第 9 章 cert-manager Operator for Red Hat OpenShift
9.1. cert-manager Operator for Red Hat OpenShift overview
Red Hat OpenShift 的 cert-manager Operator 是一个集群范围的服务,可提供应用程序证书生命周期管理。Red Hat OpenShift 的 cert-manager Operator 允许您与外部证书颁发机构集成并提供证书置备、续订和停用。
9.1.1. 关于 Red Hat OpenShift 的 cert-manager Operator
cert-manager 项目在 Kubernetes API 中引入了证书颁发机构和证书作为资源类型,从而能够根据集群中工作的开发人员提供证书。Red Hat OpenShift 的 cert-manager Operator 提供了一种支持的方法,可将 cert-manager 集成到 OpenShift Container Platform 集群中。
Red Hat OpenShift 的 cert-manager Operator 提供了以下功能:
- 支持与外部证书颁发机构集成
- 管理证书的工具
- 开发人员能够自助使用证书
- 自动证书续订
对于 OpenShift Container Platform,不要同时使用 cert-manager Operator for Red Hat OpenShift 和社区版本的 cert-manager Operator。

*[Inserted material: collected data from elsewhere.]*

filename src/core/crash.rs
//! Crash capture for [`Backend::CrashCapture`](super::Backend::CrashCapture)
//!
//! Handlers for SIGSEGV, SIGILL, SIGFPE and SIGABRT (plus a panic hook) are
//! installed once per process. Each handler appends a report to the FATAL
//! file of the most recent session, restores the default disposition and
//! lets the signal terminate the process.
//!
//! The signal handler never allocates or takes a lock: it only uses
//! async-signal-safe calls and, on glibc, raw frame addresses from
//! `backtrace(3)`. Symbolized backtraces are left to the panic hook.
//!
//! The report path is kept behind an `AtomicPtr` so the handler never takes a
//! lock. Replaced paths are never freed, since a handler on another thread
//! may still be reading the old one.

use std::ffi::{CStr, CString};
use std::fs::OpenOptions;
use std::io::Write;
use std::path::{Path, PathBuf};
use std::sync::atomic::{AtomicBool, AtomicPtr, Ordering};
use std::sync::Once;

static INSTALL: Once = Once::new();
static INSTALLED: AtomicBool = AtomicBool::new(false);
/// Set by the first handler invocation; a nested fatal signal skips the report
#[cfg(unix)]
static HANDLING: AtomicBool = AtomicBool::new(false);
static REPORT_PATH: AtomicPtr<libc::c_char> = AtomicPtr::new(std::ptr::null_mut());

/// Signals intercepted by the crash handler
#[cfg(unix)]
pub const CAPTURED_SIGNALS: [libc::c_int; 4] =
    [libc::SIGSEGV, libc::SIGILL, libc::SIGFPE, libc::SIGABRT];

/// `<dir>/<program>_FATAL_<stamp>.log`
pub fn report_path_for(dir: &Path, program: &str, stamp: &str) -> PathBuf {
    dir.join(format!("{}_FATAL_{}.log", program, stamp))
}

/// Point crash reports at `report_path` and install the handlers if this is
/// the first call in the process. Returns `true` when this call installed them.
pub fn install(report_path: &Path) -> bool {
    set_report_path(report_path);

    let mut installed_now = false;
    INSTALL.call_once(|| {
        frames::prepare();
        install_signal_handlers();
        install_panic_hook();
        INSTALLED.store(true, Ordering::SeqCst);
        installed_now = true;
    });
    installed_now
}

pub fn is_installed() -> bool {
    INSTALLED.load(Ordering::SeqCst)
}

/// Current report destination, if any session configured one
pub fn report_path() -> Option<PathBuf> {
    let ptr = REPORT_PATH.load(Ordering::SeqCst);
    if ptr.is_null() {
        return None;
    }
    // SAFETY: non-null values come from CString::into_raw and are never freed
    let path = unsafe { CStr::from_ptr(ptr) };
    Some(PathBuf::from(path.to_string_lossy().into_owned()))
}

fn set_report_path(path: &Path) {
    let Ok(c_path) = CString::new(path.to_string_lossy().into_owned()) else {
        eprintln!(
            "[LOGGER WARNING] Crash report path '{}' contains a NUL byte; keeping the previous one",
            path.display()
        );
        return;
    };
    let _previous = REPORT_PATH.swap(c_path.into_raw(), Ordering::SeqCst);
}

fn install_panic_hook() {
    let previous = std::panic::take_hook();
    std::panic::set_hook(Box::new(move |info| {
        if let Some(path) = report_path() {
            if let Ok(mut file) = OpenOptions::new().create(true).append(true).open(&path) {
                let _ = writeln!(file, "*** panic on thread {:?}: {} ***", std::thread::current().name(), info);
                let _ = writeln!(file, "{}", std::backtrace::Backtrace::force_capture());
            }
        }
        previous(info);
    }));
}

#[cfg(unix)]
fn install_signal_handlers() {
    for signal in CAPTURED_SIGNALS {
        // SAFETY: sigaction is given a zero-initialized struct with a valid
        // extern "C" handler and an emptied mask
        unsafe {
            let mut action: libc::sigaction = std::mem::zeroed();
            action.sa_sigaction = handle_fatal_signal as libc::sighandler_t;
            libc::sigemptyset(&mut action.sa_mask);
            action.sa_flags = libc::SA_RESETHAND;
            if libc::sigaction(signal, &action, std::ptr::null_mut()) != 0 {
                eprintln!(
                    "[LOGGER WARNING] Failed to install crash handler for {}",
                    signal_name(signal)
                );
            }
        }
    }
}

#[cfg(not(unix))]
fn install_signal_handlers() {}

#[cfg(unix)]
fn signal_name(signal: libc::c_int) -> &'static str {
    match signal {
        libc::SIGSEGV => "SIGSEGV",
        libc::SIGILL => "SIGILL",
        libc::SIGFPE => "SIGFPE",
        libc::SIGABRT => "SIGABRT",
        _ => "UNKNOWN SIGNAL",
    }
}

#[cfg(unix)]
fn write_raw(fd: libc::c_int, bytes: &[u8]) {
    let mut rest = bytes;
    while !rest.is_empty() {
        // SAFETY: pointer and length describe a live slice
        let n = unsafe { libc::write(fd, rest.as_ptr().cast(), rest.len()) };
        if n <= 0 {
            return;
        }
        rest = &rest[n as usize..];
    }
}

/// Decimal rendering into a stack buffer (no allocation)
#[cfg(unix)]
fn format_decimal(mut value: u64, buf: &mut [u8; 20]) -> &[u8] {
    let mut pos = buf.len();
    loop {
        pos -= 1;
        buf[pos] = b'0' + (value % 10) as u8;
        value /= 10;
        if value == 0 {
            break;
        }
    }
    &buf[pos..]
}

#[cfg(unix)]
extern "C" fn handle_fatal_signal(signal: libc::c_int) {
    if !HANDLING.swap(true, Ordering::SeqCst) {
        write_report(signal);
    }

    // SA_RESETHAND restored the default action; deliver the signal again
    // SAFETY: raise is async-signal-safe
    unsafe {
        libc::raise(signal);
    }
}

#[cfg(unix)]
fn write_report(signal: libc::c_int) {
    let name = signal_name(signal);
    let mut digits = [0u8; 20];
    // SAFETY: getpid is async-signal-safe
    let pid = format_decimal(unsafe { libc::getpid() } as u64, &mut digits);

    let path = REPORT_PATH.load(Ordering::SeqCst);
    if !path.is_null() {
        // SAFETY: path is a NUL-terminated string that is never freed
        let fd = unsafe {
            libc::open(
                path,
                libc::O_WRONLY | libc::O_CREAT | libc::O_APPEND,
                0o644 as libc::c_uint,
            )
        };
        if fd >= 0 {
            write_raw(fd, b"*** ");
            write_raw(fd, name.as_bytes());
            write_raw(fd, b" received by PID ");
            write_raw(fd, pid);
            write_raw(fd, b" ***\n");
            frames::write_to(fd);
            // SAFETY: fd was opened above
            unsafe { libc::close(fd) };
        }
    }

    write_raw(libc::STDERR_FILENO, b"*** ");
    write_raw(libc::STDERR_FILENO, name.as_bytes());
    write_raw(libc::STDERR_FILENO, b" received, terminating ***\n");
}

/// Stack frames for the signal report
#[cfg(all(target_os = "linux", target_env = "gnu"))]
mod frames {
    use super::write_raw;

    const MAX_FRAMES: usize = 64;

    extern "C" {
        fn backtrace(buffer: *mut *mut libc::c_void, size: libc::c_int) -> libc::c_int;
        fn backtrace_symbols_fd(buffer: *const *mut libc::c_void, size: libc::c_int, fd: libc::c_int);
    }

    /// glibc loads its unwinder lazily, which allocates; do it outside the handler
    pub(super) fn prepare() {
        let mut buffer = [std::ptr::null_mut(); MAX_FRAMES];
        // SAFETY: buffer holds MAX_FRAMES entries
        unsafe {
            backtrace(buffer.as_mut_ptr(), MAX_FRAMES as libc::c_int);
        }
    }

    /// Write one `binary(+offset) [address]` line per frame
    pub(super) fn write_to(fd: libc::c_int) {
        let mut buffer = [std::ptr::null_mut(); MAX_FRAMES];
        // SAFETY: buffer holds MAX_FRAMES entries; backtrace_symbols_fd
        // writes straight to fd without allocating
        unsafe {
            let depth = backtrace(buffer.as_mut_ptr(), MAX_FRAMES as libc::c_int);
            backtrace_symbols_fd(buffer.as_ptr(), depth, fd);
        }
        write_raw(fd, b"\n");
    }
}

#[cfg(all(unix, not(all(target_os = "linux", target_env = "gnu"))))]
mod frames {
    use super::write_raw;

    pub(super) fn prepare() {}

    pub(super) fn write_to(fd: libc::c_int) {
        write_raw(fd, b"(stack frames unavailable on this platform)\n");
    }
}

#[cfg(not(unix))]
mod frames {
    pub(super) fn prepare() {}
}
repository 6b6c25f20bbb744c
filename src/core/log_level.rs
//! Log level definitions

use serde::{Deserialize, Serialize};
use std::fmt;
use std::str::FromStr;

/// Severity of a log record.
///
/// The total order defines filtering: a record is emitted only when its level
/// is greater than or equal to the configured minimum.
#[derive(Debug, Clone, Copy, PartialEq, Eq, PartialOrd, Ord, Hash, Default, Serialize, Deserialize)]
pub enum LogLevel {
    Trace = 0,
    Debug = 1,
    Info = 2,
    Warning = 3,
    #[default]
    Error = 4,
    Fatal = 5,
}

impl LogLevel {
    /// All levels, lowest first.
    pub const ALL: [LogLevel; 6] = [
        LogLevel::Trace,
        LogLevel::Debug,
        LogLevel::Info,
        LogLevel::Warning,
        LogLevel::Error,
        LogLevel::Fatal,
    ];

    pub fn to_str(&self) -> &'static str {
        match self {
            LogLevel::Trace => "TRACE",
            LogLevel::Debug => "DEBUG",
            LogLevel::Info => "INFO",
            LogLevel::Warning => "WARNING",
            LogLevel::Error => "ERROR",
            LogLevel::Fatal => "FATAL",
        }
    }

    pub fn color_code(&self) -> colored::Color {
        use colored::Color::*;
        match self {
            LogLevel::Trace => BrightBlack,
            LogLevel::Debug => Blue,
            LogLevel::Info => Green,
            LogLevel::Warning => Yellow,
            LogLevel::Error => Red,
            LogLevel::Fatal => BrightRed,
        }
    }

    #[inline]
    pub const fn as_u8(self) -> u8 {
        self as u8
    }

    /// Inverse of [`as_u8`](Self::as_u8). Out-of-range values saturate to `Fatal`.
    #[inline]
    pub const fn from_u8(value: u8) -> Self {
        match value {
            0 => LogLevel::Trace,
            1 => LogLevel::Debug,
            2 => LogLevel::Info,
            3 => LogLevel::Warning,
            4 => LogLevel::Error,
            _ => LogLevel::Fatal,
        }
    }
}

impl fmt::Display for LogLevel {
    fn fmt(&self, f: &mut fmt::Formatter<'_>) -> fmt::Result {
        f.pad(self.to_str())
    }
}

impl FromStr for LogLevel {
    type Err = String;

    fn from_str(s: &str) -> Result<Self, Self::Err> {
        match s.to_uppercase().as_str() {
            "TRACE" => Ok(LogLevel::Trace),
            "DEBUG" => Ok(LogLevel::Debug),
            "INFO" => Ok(LogLevel::Info),
            "WARN" | "WARNING" => Ok(LogLevel::Warning),
            "ERROR" => Ok(LogLevel::Error),
            "FATAL" => Ok(LogLevel::Fatal),
            _ => Err(format!("Invalid log level: '{}'", s)),
        }
    }
}
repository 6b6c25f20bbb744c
//! Core logger types and traits

pub mod crash;
pub mod engine;
pub mod error;
pub mod log_level;
pub mod logger;
pub mod metrics;
pub mod options;
pub mod record;
pub mod record_builder;
pub mod sink;
pub mod timestamp;

pub use engine::{DeliveryEngine, DeliveryMode};
pub use error::{LoggerError, Result};
pub use log_level::LogLevel;
pub use logger::{Logger, DEFAULT_LOG_LEVEL, FATAL_FLUSH_TIMEOUT, FATAL_GRACE_PERIOD};
pub use metrics::DeliveryMetrics;
pub use options::{Backend, LoggerOptions, DEFAULT_MAX_LOG_SIZE, DEFAULT_PROGRAM_NAME, DEFAULT_QUEUE_CAPACITY};
pub use record::Record;
pub use record_builder::RecordBuilder;
pub use sink::{format_line, Sink, SinkSet};
pub use timestamp::TimestampFormat;
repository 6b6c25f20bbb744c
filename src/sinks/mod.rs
//! Sink implementations

pub mod console;
pub mod rotating_file;

pub use console::ConsoleSink;
pub use rotating_file::RotatingFileSink;

pub use crate::core::{Sink, SinkSet};
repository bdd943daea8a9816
mod common;
//! Generation relay: token exchange, prompt construction, one forward call.

use anyhow::Result;
use reqwest::Client;
use serde_json::Value;
use tokio::time::Instant;
use tracing::info;

use crate::config::watsonx::WatsonxConfig;
use crate::observability::metrics::{get_metrics, CALL_GENERATION};
use crate::sources::{iam::IamTokenSource, FetchToken};

pub mod generation;
pub mod prompt;

use generation::GenerationRequest;
use prompt::build_prompt;

#[derive(Clone)]
pub struct Relay<S = IamTokenSource> {
    config: WatsonxConfig,
    token_source: S,
    client: Client,
}

impl Relay<IamTokenSource> {
    pub fn new(config: WatsonxConfig, client: Client) -> Self {
        let token_source = IamTokenSource::from_config(&config);
        Self::with_token_source(config, token_source, client)
    }
}

impl<S: FetchToken + Sync> Relay<S> {
    pub fn with_token_source(config: WatsonxConfig, token_source: S, client: Client) -> Self {
        Self {
            config,
            token_source,
            client,
        }
    }

    /// Exchange credentials, forward one generation request and return the
    /// provider's JSON body as-is, whatever its HTTP status.
    pub async fn orchestrate(&self, alert: &str) -> Result<Value> {
        // a fresh token per request; nothing is cached between calls
        let token = self.token_source.fetch_token(&self.client).await?;

        let body = GenerationRequest::new(&self.config.project_id, build_prompt(alert));
        let data = self.generate(&token, &body).await?;

        info!(response = %data, "watsonx raw response");
        Ok(data)
    }

    async fn generate(&self, token: &str, body: &GenerationRequest<'_>) -> Result<Value> {
        let metrics = get_metrics().await;
        let start = Instant::now();

        let result = async {
            let response = self
                .client
                .post(self.config.generation_url())
                .bearer_auth(token)
                .json(body)
                .send()
                .await?;
            metrics
                .upstream_requests
                .with_label_values(&[CALL_GENERATION, response.status().as_str()])
                .inc();
            response.json::<Value>().await
        }
        .await;

        metrics
            .upstream_duration
            .with_label_values(&[CALL_GENERATION])
            .observe(start.elapsed().as_secs_f64());
        Ok(result?)
    }
}
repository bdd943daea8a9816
//! Sources module
//!
//! Credential sources the relay exchanges for bearer tokens.

use anyhow::Result;
use reqwest::Client;

pub mod iam;

pub trait FetchToken {
    /// Obtain a fresh bearer token. Implementations never cache.
    fn fetch_token(
        &self,
        client: &Client,
    ) -> impl std::future::Future<Output = Result<String>> + Send;
}
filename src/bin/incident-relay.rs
use anyhow::Result;
use clap::Parser;
use incident_relay::config::proc_validator;
use incident_relay::relay::Relay;
use incident_relay::server;
use incident_relay::utils::config_loader;
use incident_relay::utils::constants::DEFAULT_CONFIG_PATH;
use incident_relay::utils::logging::{self, LogLevel};
use reqwest::Client;
use tracing::info;

#[derive(Parser)]
#[command(author, version, about, long_about = None)]
struct Args {
    #[arg(short, long, env = "CONFIG", default_value = DEFAULT_CONFIG_PATH)]
    config: String,
    #[arg(long, env = "LOG_LEVEL", value_enum)]
    log_level: Option<LogLevel>,
}

#[tokio::main]
async fn main() -> Result<()> {
    // -------------------------------
    // 1. Read env (.env first, then CLI)
    // -------------------------------

    let _ = dotenvy::dotenv();
    let args = Args::parse();

    // -------------------------------
    // 2. Load config
    // -------------------------------

    let service_config = config_loader::run(&args.config).await?;
    logging::run(&service_config, args.log_level);
    proc_validator::report_service_config(&service_config).await?;
    info!("watsonx: {:?}", service_config.watsonx);

    // -------------------------------
    // 3. Build relay with its own request client
    // -------------------------------

    let relay = Relay::new(service_config.watsonx.clone(), Client::new());

    // -------------------------------
    // 4. Serve
    // -------------------------------

    info!("Service starting...");
    server::server::start(&service_config.settings, relay).await
}
pub mod proc_loader;
pub mod proc_validator;
pub mod service;
pub mod settings;
pub mod watsonx;
//! Prompt sent to the generation model.
//!
//! The alert is appended after the template by plain concatenation, so
//! whatever the caller sends (braces, quotes, newlines) lands in the
//! prompt byte for byte.

const PROMPT_TEMPLATE: &str = r#"
You are an Enterprise Incident AI.

Return ONLY valid JSON.
Do NOT include markdown or explanations.

SCHEMA:
{
  "detection": {
    "severity": "HIGH|MEDIUM|LOW",
    "system": "string",
    "pattern": "string",
    "escalation": true
  },
  "reasoning": {
    "rootCause": "string",
    "risks": {
      "revenue": "High|Medium|Low",
      "security": "High|Medium|Low",
      "operations": "High|Medium|Low"
    }
  },
  "action": {
    "ticket": "string",
    "email": "string",
    "status": "string"
  },
  "timeline": ["string", "string", "string", "string"]
}

ALERT:
"#;

pub fn build_prompt(alert: &str) -> String {
    let mut prompt = String::with_capacity(PROMPT_TEMPLATE.len() + alert.len() + 1);
    prompt.push_str(PROMPT_TEMPLATE);
    prompt.push_str(alert);
    prompt.push('\n');
    prompt
}
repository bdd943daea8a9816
use std::collections::HashMap;
use std::net::SocketAddr;
use std::sync::{
    atomic::{AtomicUsize, Ordering},
    Arc, Mutex,
};

use axum::{
    extract::{Form, Query},
    http::{HeaderMap, StatusCode},
    routing::post,
    Json, Router,
};
use reqwest::Client;
use serde_json::{json, Value};
use tokio::task::JoinHandle;
use tracing_subscriber::fmt::MakeWriter;

use crate::config::settings::SettingsConfig;
use crate::config::watsonx::WatsonxConfig;
use crate::relay::Relay;
use crate::server::server::{router, AppState};
use crate::utils::constants::GENERATION_PATH;

pub const IAM_PATH: &str = "/identity/token";

/// Spawn an Axum router on an ephemeral port and return (JoinHandle, SocketAddr)
pub async fn spawn_axum(router: Router) -> (JoinHandle<()>, SocketAddr) {
    let listener = tokio::net::TcpListener::bind("127.0.0.1:0").await.expect("bind failed");
    let addr = listener.local_addr().unwrap();
    let handle = tokio::spawn(async move {
        axum::serve(listener, router).await.expect("server failed");
    });
    (handle, addr)
}

pub fn build_reqwest_client() -> Client {
    Client::builder()
        .timeout(std::time::Duration::from_secs(5))
        .build()
        .expect("reqwest client")
}

/// What a stub endpoint saw.
#[derive(Clone, Default)]
pub struct Calls {
    hits: Arc<AtomicUsize>,
    requests: Arc<Mutex<Vec<RecordedRequest>>>,
}

#[derive(Clone, Debug)]
pub struct RecordedRequest {
    pub query: HashMap<String, String>,
    pub authorization: Option<String>,
    pub body: Value,
}

impl Calls {
    fn record(&self, request: RecordedRequest) {
        self.hits.fetch_add(1, Ordering::SeqCst);
        self.requests.lock().unwrap().push(request);
    }

    pub fn hits(&self) -> usize {
        self.hits.load(Ordering::SeqCst)
    }

    pub fn last(&self) -> RecordedRequest {
        self.requests.lock().unwrap().last().cloned().expect("no request recorded")
    }
}

/// IAM stub answering every exchange with `status` and `{"access_token": token}`.
/// The form body is recorded as a JSON object.
pub async fn spawn_iam_stub(status: StatusCode, token: &str) -> (JoinHandle<()>, SocketAddr, Calls) {
    let calls = Calls::default();
    let recorder = calls.clone();
    let reply = json!({
        "access_token": token,
        "refresh_token": "not_supported",
        "token_type": "Bearer",
        "expires_in": 3600
    });
    let router = Router::new().route(
        IAM_PATH,
        post(move |Form(form): Form<HashMap<String, String>>| {
            let recorder = recorder.clone();
            let reply = reply.clone();
            async move {
                recorder.record(RecordedRequest {
                    query: HashMap::new(),
                    authorization: None,
                    body: json!(form),
                });
                (status, Json(reply))
            }
        }),
    );
    let (handle, addr) = spawn_axum(router).await;
    (handle, addr, calls)
}

/// Generation stub replying `status` + `reply` and recording every request.
pub async fn spawn_generation_stub(status: StatusCode, reply: Value) -> (JoinHandle<()>, SocketAddr, Calls) {
    let calls = Calls::default();
    let recorder = calls.clone();
    let router = Router::new().route(
        GENERATION_PATH,
        post(
            move |Query(query): Query<HashMap<String, String>>, headers: HeaderMap, Json(body): Json<Value>| {
                let recorder = recorder.clone();
                let reply = reply.clone();
                async move {
                    recorder.record(RecordedRequest {
                        query,
                        authorization: headers
                            .get("authorization")
                            .and_then(|v| v.to_str().ok())
                            .map(str::to_owned),
                        body,
                    });
                    (status, Json(reply))
                }
            },
        ),
    );
    let (handle, addr) = spawn_axum(router).await;
    (handle, addr, calls)
}

pub fn watsonx_config(iam_base: &str, generation_base: &str) -> WatsonxConfig {
    WatsonxConfig::new(
        "test-api-key",
        "proj-42",
        generation_base,
        &format!("{}{}", iam_base, IAM_PATH),
    )
}

pub fn build_relay(iam_base: &str, generation_base: &str) -> Relay {
    Relay::new(watsonx_config(iam_base, generation_base), build_reqwest_client())
}

/// Serve the full relay router on an ephemeral port.
pub async fn spawn_relay(relay: Relay) -> (JoinHandle<()>, SocketAddr) {
    let state = AppState::new(relay).await;
    spawn_axum(router(&SettingsConfig::default(), state)).await
}

/// Log sink for asserting on emitted events.
#[derive(Clone, Default)]
pub struct CapturedLogs(Arc<Mutex<Vec<u8>>>);

impl CapturedLogs {
    pub fn contents(&self) -> String {
        String::from_utf8_lossy(&self.0.lock().unwrap()).into_owned()
    }
}

impl std::io::Write for CapturedLogs {
    fn write(&mut self, buf: &[u8]) -> std::io::Result<usize> {
        self.0.lock().unwrap().extend_from_slice(buf);
        Ok(buf.len())
    }

    fn flush(&mut self) -> std::io::Result<()> {
        Ok(())
    }
}

impl<'a> MakeWriter<'a> for CapturedLogs {
    type Writer = CapturedLogs;

    fn make_writer(&'a self) -> Self::Writer {
        self.clone()
    }
}
pub mod config_loader;
pub mod constants;
pub mod logging;
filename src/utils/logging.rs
use clap::ValueEnum;
use tracing_subscriber::fmt::time::UtcTime;
use tracing_subscriber::{fmt, layer::SubscriberExt, util::SubscriberInitExt, EnvFilter};

use crate::config::service::ServiceConfig;
use crate::config::settings::{LogFormat, LoggingConfig};

#[derive(Debug, Clone, Copy, ValueEnum)]
pub enum LogLevel {
    TRACE,
    DEBUG,
    INFO,
    WARN,
    ERROR,
}

impl LogLevel {
    pub fn as_str(&self) -> &'static str {
        match *self {
            LogLevel::TRACE => "trace",
            LogLevel::DEBUG => "debug",
            LogLevel::INFO => "info",
            LogLevel::WARN => "warn",
            LogLevel::ERROR => "error",
        }
    }
}

/// CLI level wins over the config file, which wins over `info`.
pub fn resolve_logging_config(
    service_config: &ServiceConfig,
    arg_log_level: Option<LogLevel>,
) -> LoggingConfig {
    let configured = service_config.settings.logging.clone().unwrap_or_default();
    match arg_log_level {
        Some(level) => LoggingConfig::new(level.as_str().to_owned(), configured.format),
        None => configured,
    }
}

pub fn run(service_config: &ServiceConfig, arg_log_level: Option<LogLevel>) {
    init_logging(&resolve_logging_config(service_config, arg_log_level));
}

/// Initialize tracing with the desired config.
pub fn init_logging(cfg: &LoggingConfig) {
    let env_filter = EnvFilter::try_new(&cfg.level).unwrap_or_else(|_| EnvFilter::new("info"));

    let registry = tracing_subscriber::registry().with(env_filter);

    match cfg.format {
        LogFormat::Json => {
            let layer = fmt::layer()
                .json()
                .with_timer(UtcTime::rfc_3339())
                .flatten_event(true)
                .with_ansi(false);

            let _ = registry.with(layer).try_init();
        }
        LogFormat::Compact => {
            let layer = fmt::layer()
                .compact()
                .with_timer(UtcTime::rfc_3339())
                .with_ansi(true);

            let _ = registry.with(layer).try_init();
        }
    };
}
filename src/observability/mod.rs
pub mod metrics;
pub mod routes;
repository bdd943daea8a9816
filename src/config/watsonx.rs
use serde::Deserialize;

use crate::utils::constants::IAM_TOKEN_URL;

/// Credentials and endpoints of the watsonx.ai project the relay talks to.
///
/// Every field may be empty: nothing here is enforced at startup, an empty
/// value simply produces a request the provider rejects.
#[derive(Clone, Deserialize)]
pub struct WatsonxConfig {
    #[serde(default)]
    pub api_key: String,
    #[serde(default)]
    pub project_id: String,
    #[serde(default)]
    pub base_url: String,
    #[serde(default = "default_iam_url")]
    pub iam_url: String,
}

impl WatsonxConfig {
    pub fn new(api_key: &str, project_id: &str, base_url: &str, iam_url: &str) -> Self {
        Self {
            api_key: api_key.to_owned(),
            project_id: project_id.to_owned(),
            base_url: base_url.to_owned(),
            iam_url: iam_url.to_owned(),
        }
    }

    /// `{base_url}/ml/v1/text/generation?version=...`
    pub fn generation_url(&self) -> String {
        use crate::utils::constants::{GENERATION_API_VERSION, GENERATION_PATH};
        format!(
            "{}{}?version={}",
            self.base_url.trim_end_matches('/'),
            GENERATION_PATH,
            GENERATION_API_VERSION
        )
    }
}

// api_key stays out of logs
impl std::fmt::Debug for WatsonxConfig {
    fn fmt(&self, f: &mut std::fmt::Formatter<'_>) -> std::fmt::Result {
        f.debug_struct("WatsonxConfig")
            .field("api_key", &"***")
            .field("project_id", &self.project_id)
            .field("base_url", &self.base_url)
            .field("iam_url", &self.iam_url)
            .finish()
    }
}

fn default_iam_url() -> String {
    IAM_TOKEN_URL.to_owned()
}
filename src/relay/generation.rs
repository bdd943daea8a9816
use serde::Serialize;

use crate::utils::constants::{
    GENERATION_MAX_NEW_TOKENS, GENERATION_MODEL_ID, GENERATION_STOP_SEQUENCE,
    GENERATION_TEMPERATURE,
};

/// Body of `POST /ml/v1/text/generation`.
#[derive(Debug, Serialize)]
pub struct GenerationRequest<'a> {
    pub project_id: &'a str,
    pub model_id: &'a str,
    pub input: String,
    pub parameters: GenerationParameters,
}

#[derive(Debug, Serialize)]
pub struct GenerationParameters {
    pub max_new_tokens: u32,
    pub temperature: f64,
    pub stop_sequences: Vec<String>,
}

impl Default for GenerationParameters {
    fn default() -> Self {
        Self {
            max_new_tokens: GENERATION_MAX_NEW_TOKENS,
            temperature: GENERATION_TEMPERATURE,
            stop_sequences: vec![GENERATION_STOP_SEQUENCE.to_owned()],
        }
    }
}

impl<'a> GenerationRequest<'a> {
    pub fn new(project_id: &'a str, input: String) -> Self {
        Self {
            project_id,
            model_id: GENERATION_MODEL_ID,
            input,
            parameters: GenerationParameters::default(),
        }
    }
}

另外,您不应该在一个 OpenShift 集群的多个命名空间中为 OpenShift Container Platform 安装 cert-manager Operator。
9.1.2. Red Hat OpenShift 签发者供应商的 cert-manager Operator
Red Hat OpenShift 的 cert-manager Operator 已使用以下签发者类型测试:
- 自动证书管理环境 (ACME)
- 证书颁发机构(CA)
- 自签名
- Vault
- Venafi
- Nokia NetGuard 证书管理器 (NCM)
- Google 云证书颁发机构服务 (Google CAS)
9.1.2.1. 测试签发者类型
下表概述了每个经过测试的签发者类型的测试覆盖:
| 签发者类型 | 测试状态 | 注 |
|---|---|---|
| ACME | 完全测试 | 使用标准 ACME 实现进行验证。 |
| CA | 完全测试 | 确保基本 CA 功能。 |
| 自签名 | 完全测试 | 确保基本自签名功能。 |
| Vault | 完全测试 | 由于基础架构访问限制,仅限于标准 Vault 设置。 |
| Venafi | 部分测试 | 受特定供应商的限制。 |
| NCM | 部分测试 | 受特定供应商的限制。 |
| Google CAS | 部分测试 | 与通用 CA 配置兼容。 |
OpenShift Container Platform 没有为 Red Hat OpenShift 供应商功能测试与第三方 cert-manager Operator 关联的所有因素。如需有关第三方支持的更多信息,请参阅 OpenShift Container Platform 第三方支持政策。
9.1.3. 证书请求方法
对于 Red Hat OpenShift,可以使用 cert-manager Operator 请求证书:
- 使用
cert-manager.io/CertificateRequest对象 -
使用此方法,服务开发人员会创建一个
CertificateRequest对象,其有效的issuerRef指向配置的签发者(由服务基础架构管理员配置)。服务基础架构管理员随后接受或拒绝证书请求。只有接受的证书请求才会创建对应的证书。 - 使用
cert-manager.io/Certificate对象 -
使用此方法时,服务开发人员使用有效的
issuerRef创建一个Certificate对象,并从指向证书对象的 secret 获取Certificate。
9.1.4. 为 Red Hat OpenShift 版本支持 cert-manager Operator
OpenShift Container Platform 4.16 支持以下 Red Hat OpenShift 的 cert-manager Operator 版本:
- cert-manager Operator for Red Hat OpenShift 1.13
9.1.5. 关于 Red Hat OpenShift 的 cert-manager Operator 的 FIPS 合规性
从版本 1.14.0 开始,Red Hat OpenShift 的 cert-manager Operator 专为 FIPS 合规性而设计。当在 FIPS 模式下的 OpenShift Container Platform 上运行时,它使用在 x86_64、ppc64le 和 s390X 架构上提交到 NIST 的 RHEL 加密库。有关 NIST 验证程序的更多信息,请参阅 Cryptographic 模块验证程序。有关为验证提交的 RHEL 加密库的每个版本的最新 NIST 状态,请参阅合规性活动和政府标准。
要启用 FIPS 模式,您必须在配置为以 FIPS 模式操作的 OpenShift Container Platform 集群上安装 cert-manager Operator。如需更多信息,请参阅"您是否需要集群的额外安全性?"